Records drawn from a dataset
● ● ● ● ●
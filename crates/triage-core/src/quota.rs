use crate::profile::Profile;
use crate::rules::Category;
use std::sync::atomic::{AtomicI64, Ordering};

/// Per-run action budget: one counter per category, shared by every worker
/// of the run.
///
/// Counters go down one unit per successful [`try_consume`] and never below
/// zero. A unit comes back through [`refund`] only when the action it paid
/// for failed.
///
/// [`try_consume`]: Quota::try_consume
/// [`refund`]: Quota::refund
#[derive(Debug)]
pub struct Quota {
    open: AtomicI64,
    read: AtomicI64,
    list: AtomicI64,
}

impl Quota {
    /// Negative maxima are treated as zero.
    pub fn new(open: i64, read: i64, list: i64) -> Self {
        Self {
            open: AtomicI64::new(open.max(0)),
            read: AtomicI64::new(read.max(0)),
            list: AtomicI64::new(list.max(0)),
        }
    }

    pub fn from_profile(profile: &Profile) -> Self {
        Self::new(profile.open.max, profile.read.max, profile.list.max)
    }

    fn cell(&self, category: Category) -> &AtomicI64 {
        match category {
            Category::Open => &self.open,
            Category::Read => &self.read,
            Category::List => &self.list,
        }
    }

    /// Take one unit of `category` if any is left. The check and the
    /// decrement are a single atomic step.
    pub fn try_consume(&self, category: Category) -> bool {
        self.cell(category)
            .fetch_update(Ordering::AcqRel, Ordering::Acquire, |n| {
                (n > 0).then_some(n - 1)
            })
            .is_ok()
    }

    /// Return a unit taken by [`try_consume`](Quota::try_consume).
    pub fn refund(&self, category: Category) {
        self.cell(category).fetch_add(1, Ordering::AcqRel);
    }

    pub fn remaining(&self, category: Category) -> i64 {
        self.cell(category).load(Ordering::Acquire)
    }

    pub fn has_remaining(&self, category: Category) -> bool {
        self.remaining(category) > 0
    }

    /// `true` once no category has anything left.
    pub fn exhausted(&self) -> bool {
        Category::ALL.iter().all(|c| !self.has_remaining(*c))
    }
}
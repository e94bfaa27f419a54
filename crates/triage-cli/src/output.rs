use crossterm::tty::IsTty;
use triage_core::Renderer;

/// Renderer for stdout: colors and hyperlinks only on a terminal.
pub fn stdout_renderer() -> Renderer {
    if !std::io::stdout().is_tty() {
        return Renderer::plain();
    }
    let env = |key: &str| std::env::var(key).ok();
    Renderer::new(color_enabled(env), hyperlinks_supported(env))
}

fn color_enabled(env: impl Fn(&str) -> Option<String>) -> bool {
    env("NO_COLOR").is_none_or(|v| v.is_empty())
}

/// Best-effort OSC 8 support detection from the terminal's environment.
fn hyperlinks_supported(env: impl Fn(&str) -> Option<String>) -> bool {
    if let Some(force) = env("FORCE_HYPERLINK") {
        return !matches!(force.as_str(), "" | "0" | "false");
    }
    if let Some(program) = env("TERM_PROGRAM") {
        if matches!(
            program.as_str(),
            "iTerm.app" | "WezTerm" | "vscode" | "ghostty" | "Hyper" | "Tabby"
        ) {
            return true;
        }
    }
    if let Some(vte) = env("VTE_VERSION") {
        if vte.parse::<u32>().is_ok_and(|v| v >= 5000) {
            return true;
        }
    }
    ["WT_SESSION", "KONSOLE_VERSION", "DOMTERM"]
        .iter()
        .any(|key| env(key).is_some())
}
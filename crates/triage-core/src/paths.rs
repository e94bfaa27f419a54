use crate::error::{Result, TriageError};
use std::path::{Path, PathBuf};

// ---------------------------------------------------------------------------
// Directory / file constants
// ---------------------------------------------------------------------------

pub const APP_DIR: &str = "gh-triage";
pub const PROFILE_EXT: &str = "yml";
pub const DEFAULT_PROFILE_FILE: &str = "default.yml";
/// Single-profile config file written by earlier releases.
pub const LEGACY_CONFIG_FILE: &str = "config.yml";

// ---------------------------------------------------------------------------
// Path helpers
// ---------------------------------------------------------------------------

/// `$XDG_DATA_HOME/gh-triage`, else `$HOME/.local/share/gh-triage`.
pub fn data_dir() -> Result<PathBuf> {
    data_dir_from(std::env::var("XDG_DATA_HOME").ok(), home::home_dir())
}

pub(crate) fn data_dir_from(xdg_data_home: Option<String>, home: Option<PathBuf>) -> Result<PathBuf> {
    match xdg_data_home.filter(|v| !v.is_empty()) {
        Some(xdg) => Ok(PathBuf::from(xdg).join(APP_DIR)),
        None => {
            let home = home.ok_or(TriageError::HomeNotFound)?;
            Ok(home.join(".local").join("share").join(APP_DIR))
        }
    }
}

/// File backing the profile `name` inside `dir`. An empty name selects the
/// default profile.
pub fn profile_path(dir: &Path, name: &str) -> Result<PathBuf> {
    if name.is_empty() {
        return Ok(dir.join(DEFAULT_PROFILE_FILE));
    }
    validate_profile_name(name)?;
    Ok(dir.join(format!("{name}.{PROFILE_EXT}")))
}

pub fn legacy_config_path(dir: &Path) -> PathBuf {
    dir.join(LEGACY_CONFIG_FILE)
}

fn validate_profile_name(name: &str) -> Result<()> {
    if name.starts_with('.') || name.contains('/') || name.contains('\\') {
        return Err(TriageError::InvalidProfileName(name.to_string()));
    }
    Ok(())
}
use crate::{interval, output};
use anyhow::{Context, Result};
use github_client::Client;
use std::sync::Arc;
use std::time::Duration;
use tokio::time::{Instant, MissedTickBehavior};
use tokio_util::sync::CancellationToken;
use triage_core::{Profile, SystemBrowser, Triage};

pub struct Options {
    pub profile: String,
    pub watch: bool,
    pub interval: String,
}

pub fn run(opts: Options) -> Result<()> {
    let profile = Profile::load(&opts.profile)?;
    let interval = if opts.watch {
        Some(interval::parse(&opts.interval).context("invalid interval")?)
    } else {
        None
    };
    let client = Client::from_env()?;
    tracing::debug!(base_url = client.base_url(), "using GitHub API");

    let mut triage = Triage::new(
        profile,
        Arc::new(client),
        Arc::new(SystemBrowser),
        output::stdout_renderer(),
        Box::new(std::io::stdout()),
    );

    let rt = tokio::runtime::Runtime::new()?;
    rt.block_on(async move {
        match interval {
            Some(every) => watch(&mut triage, every).await,
            None => {
                triage.run(&CancellationToken::new()).await?;
                Ok(())
            }
        }
    })
}

// ---------------------------------------------------------------------------
// watch
// ---------------------------------------------------------------------------

async fn watch(triage: &mut Triage, every: Duration) -> Result<()> {
    let cancel = CancellationToken::new();
    spawn_signal_handler(cancel.clone());

    tracing::info!(interval = ?every, "starting watch mode");

    let mut ticker = tokio::time::interval_at(Instant::now() + every, every);
    ticker.set_missed_tick_behavior(MissedTickBehavior::Skip);

    loop {
        tokio::select! {
            _ = ticker.tick() => {}
            _ = cancel.cancelled() => break,
        }
        match triage.run(&cancel).await {
            Ok(summary) => tracing::debug!(
                opened = summary.opened,
                marked_read = summary.marked_read,
                listed = summary.listed,
                "triage done"
            ),
            Err(e) if e.is_cancelled() => break,
            Err(e) => tracing::error!(error = %e, "triage failed"),
        }
    }

    tracing::info!("watch mode stopped");
    Ok(())
}

fn spawn_signal_handler(cancel: CancellationToken) {
    tokio::spawn(async move {
        let signal = shutdown_signal().await;
        tracing::info!(signal, "received signal, shutting down gracefully");
        cancel.cancel();
    });
}

#[cfg(unix)]
async fn shutdown_signal() -> &'static str {
    use tokio::signal::unix::{signal, SignalKind};

    let mut term = match signal(SignalKind::terminate()) {
        Ok(term) => term,
        Err(e) => {
            tracing::warn!(error = %e, "cannot listen for SIGTERM");
            return ctrl_c().await;
        }
    };
    tokio::select! {
        name = ctrl_c() => name,
        _ = term.recv() => "SIGTERM",
    }
}

#[cfg(not(unix))]
async fn shutdown_signal() -> &'static str {
    ctrl_c().await
}

async fn ctrl_c() -> &'static str {
    if let Err(e) = tokio::signal::ctrl_c().await {
        tracing::warn!(error = %e, "cannot listen for SIGINT");
        std::future::pending::<()>().await;
    }
    "SIGINT"
}
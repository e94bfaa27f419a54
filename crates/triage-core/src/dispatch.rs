use crate::browser::Browser;
use crate::error::{Result, TriageError};
use crate::notification::NotificationRef;
use crate::quota::Quota;
use crate::render::Listing;
use crate::resolver::Resolved;
use crate::rules::{Category, Rules};
use github_client::Api;
use std::sync::Arc;

/// What happened to one notification.
#[derive(Debug, Clone, Default, PartialEq, Eq)]
pub struct Outcome {
    pub opened: bool,
    pub marked_read: bool,
    /// Set when the `list` rule fired; rendered later in feed order.
    pub listing: Option<Listing>,
}

/// Applies the open, read and list rules to resolved notifications.
///
/// A category fires only when it has quota left, its condition matches and
/// the quota unit is won. Opening takes priority over marking read; listing
/// is independent of both. A unit spent on an open or mark-read that fails
/// is refunded before the error is returned.
pub struct Dispatcher {
    api: Arc<dyn Api>,
    browser: Arc<dyn Browser>,
    rules: Arc<Rules>,
    quota: Arc<Quota>,
}

impl Dispatcher {
    pub fn new(
        api: Arc<dyn Api>,
        browser: Arc<dyn Browser>,
        rules: Arc<Rules>,
        quota: Arc<Quota>,
    ) -> Self {
        Self {
            api,
            browser,
            rules,
            quota,
        }
    }

    pub fn quota(&self) -> &Quota {
        &self.quota
    }

    pub async fn dispatch(&self, n: &NotificationRef, resolved: &Resolved) -> Result<Outcome> {
        let mut outcome = Outcome::default();
        if self.quota.exhausted() {
            return Ok(outcome);
        }

        if self.fires(Category::Open, resolved) {
            self.open(&resolved.display_url)
                .await
                .inspect_err(|_| self.quota.refund(Category::Open))?;
            tracing::info!(url = %resolved.display_url, "opened in browser");
            outcome.opened = true;
        }

        if !outcome.opened && self.fires(Category::Read, resolved) {
            self.api
                .mark_thread_read(&n.thread_id)
                .await
                .inspect_err(|_| self.quota.refund(Category::Read))?;
            tracing::info!(
                repo = %n.full_name(),
                number = resolved.attributes.number,
                title = %n.title,
                "marked as read"
            );
            outcome.marked_read = true;
        }

        if self.fires(Category::List, resolved) {
            outcome.listing = Some(Listing::new(n, resolved));
        }

        Ok(outcome)
    }

    fn fires(&self, category: Category, resolved: &Resolved) -> bool {
        self.quota.has_remaining(category)
            && self.rules.get(category).matches(&resolved.attributes)
            && self.quota.try_consume(category)
    }

    async fn open(&self, url: &str) -> Result<()> {
        let browser = Arc::clone(&self.browser);
        let target = url.to_string();
        tokio::task::spawn_blocking(move || browser.open(&target))
            .await
            .map_err(|e| TriageError::Browser {
                url: url.to_string(),
                source: std::io::Error::other(e),
            })?
            .map_err(|source| TriageError::Browser {
                url: url.to_string(),
                source,
            })
    }
}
● ● ● ● ●
__Work task__
Look above for the line with "has anything left."; retype exactly that line, every line after it up to the line with "the terminal's environment.", and that line too, nothing else.

__Written reply__
    /// `true` once no category has anything left.
    pub fn exhausted(&self) -> bool {
        Category::ALL.iter().all(|c| !self.has_remaining(*c))
    }
}
repository e94bfaa27f419a54
filename crates/triage-cli/src/output.rs
use crossterm::tty::IsTty;
use triage_core::Renderer;

/// Renderer for stdout: colors and hyperlinks only on a terminal.
pub fn stdout_renderer() -> Renderer {
    if !std::io::stdout().is_tty() {
        return Renderer::plain();
    }
    let env = |key: &str| std::env::var(key).ok();
    Renderer::new(color_enabled(env), hyperlinks_supported(env))
}

fn color_enabled(env: impl Fn(&str) -> Option<String>) -> bool {
    env("NO_COLOR").is_none_or(|v| v.is_empty())
}

/// Best-effort OSC 8 support detection from the terminal's environment.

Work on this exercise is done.